The show is independently produced and is funded through Patreon. Blindboy Boatclub has indicated that he likes the format of a podcast because it provides space to produce exactly the content he wants to do, without being restricted by editors or funding. A fan of the show came out to Blindboy's studio and soundproofed it for him.

== Content ==
The episodes are created with different approaches. Most of them are pure monologues, while for some of them, he interviews a guest. These episodes are limited to his live-podcast shows, which are recorded, post-edited and occasionally get published as an episode. Some of his guests include Sinéad O'Connor, who he interviewed about her creative process and spirituality, and Sabina Brennan, with whom he talked about the brain and our need for patterns and routines. Manchán Magan was a recurring guest.

Another recurring episode concept is what he calls 'phone calls', in which he uses the "stream of consciousness" style to explore eclectic, often niche or personal topics.

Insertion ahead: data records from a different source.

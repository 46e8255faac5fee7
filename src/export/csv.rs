use std::collections::HashMap;

use super::report::two_decimals;
use crate::{
    ledger::{Course, Grade, Student},
    stats::engine::{self, pass_rate, summarize, PASS_THRESHOLD},
};

const HEADER: &str = "Type,ID,Name,Average,Credits";

fn csv_quote(s: &str) -> String {
    if s.contains(',') || s.contains('"') || s.contains('\n') || s.contains('\r') {
        format!("\"{}\"", s.replace('"', "\"\""))
    } else {
        s.to_string()
    }
}

fn average_or_na(average: Option<f64>) -> String {
    average.map(two_decimals).unwrap_or_else(|| "N/A".into())
}

/// One row per student and per course, then a global statistics block.
pub fn render(students: &[Student], courses: &[Course], grades: &[Grade]) -> String {
    let by_student: HashMap<String, f64> = engine::average_by_student(grades, students)
        .into_iter()
        .map(|s| (s.student_id, s.average))
        .collect();
    let by_course: HashMap<String, f64> = engine::average_by_course(grades, courses)
        .into_iter()
        .map(|c| (c.course_id, c.average))
        .collect();

    let mut out = String::from(HEADER);
    out.push('\n');

    for s in students {
        out.push_str(&format!(
            "Student,{},{},{},\n",
            csv_quote(&s.student_id),
            csv_quote(&s.full_name()),
            average_or_na(by_student.get(&s.student_id).copied()),
        ));
    }
    for c in courses {
        out.push_str(&format!(
            "Course,{},{},{},{}\n",
            csv_quote(&c.course_id),
            csv_quote(&c.name),
            average_or_na(by_course.get(&c.course_id).copied()),
            c.credits,
        ));
    }

    let values = || grades.iter().map(|g| g.grade);
    if let Some(stats) = summarize(values()) {
        out.push_str("\nGlobal statistics\n");
        out.push_str(&format!("Average,{}\n", two_decimals(stats.average)));
        out.push_str(&format!("Lowest grade,{}\n", stats.min));
        out.push_str(&format!("Highest grade,{}\n", stats.max));
        out.push_str(&format!("Number of grades,{}\n", stats.count));
        if let Some(rate) = pass_rate(values(), PASS_THRESHOLD) {
            out.push_str(&format!("Pass rate,{rate}%\n"));
        }
    }
    out
}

Frequent topics in his monologues are Irish mythology, history and culture of oral storytelling, mental health and various socio-political issues. He also discusses his experiences managing his mental health using cognitive behavioural therapy. He frequently talks about his autism diagnosis on the show, which he received during the course of the podcast. In another episode, he discussed the 2018 referendum on the eighth Amendment of the Constitution of Ireland and encouraged his listeners to vote 'yes' to repeal the amendment and make abortion legal in Ireland.